• **EXERCISE GOAL**
Could you count the lines in the entries beneath that hold the word "timestamp"? Respond with the number alone.

------

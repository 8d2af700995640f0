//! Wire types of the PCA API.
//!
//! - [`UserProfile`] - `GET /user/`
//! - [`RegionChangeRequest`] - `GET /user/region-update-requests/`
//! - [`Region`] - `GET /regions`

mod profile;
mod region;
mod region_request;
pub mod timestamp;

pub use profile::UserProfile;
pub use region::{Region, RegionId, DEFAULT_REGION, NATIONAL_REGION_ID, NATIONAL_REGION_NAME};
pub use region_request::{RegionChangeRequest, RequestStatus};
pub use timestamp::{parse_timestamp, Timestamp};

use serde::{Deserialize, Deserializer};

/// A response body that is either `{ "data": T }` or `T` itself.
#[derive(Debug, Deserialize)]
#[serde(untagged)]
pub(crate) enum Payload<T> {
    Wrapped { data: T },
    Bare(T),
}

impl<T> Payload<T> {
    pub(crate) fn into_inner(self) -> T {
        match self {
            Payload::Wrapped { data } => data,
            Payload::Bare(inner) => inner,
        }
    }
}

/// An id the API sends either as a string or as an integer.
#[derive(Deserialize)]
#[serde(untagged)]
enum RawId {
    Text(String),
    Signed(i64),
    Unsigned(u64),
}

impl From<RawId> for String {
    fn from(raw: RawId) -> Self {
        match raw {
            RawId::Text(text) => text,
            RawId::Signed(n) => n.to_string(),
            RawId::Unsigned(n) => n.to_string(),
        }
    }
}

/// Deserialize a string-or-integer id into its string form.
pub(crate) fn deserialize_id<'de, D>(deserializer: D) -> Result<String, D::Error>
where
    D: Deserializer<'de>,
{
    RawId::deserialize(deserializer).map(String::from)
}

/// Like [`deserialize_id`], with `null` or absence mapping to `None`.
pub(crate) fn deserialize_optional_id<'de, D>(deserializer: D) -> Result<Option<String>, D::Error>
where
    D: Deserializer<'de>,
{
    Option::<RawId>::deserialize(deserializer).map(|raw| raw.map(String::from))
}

------

• **OUTPUT FOR THIS EXERCISE**
2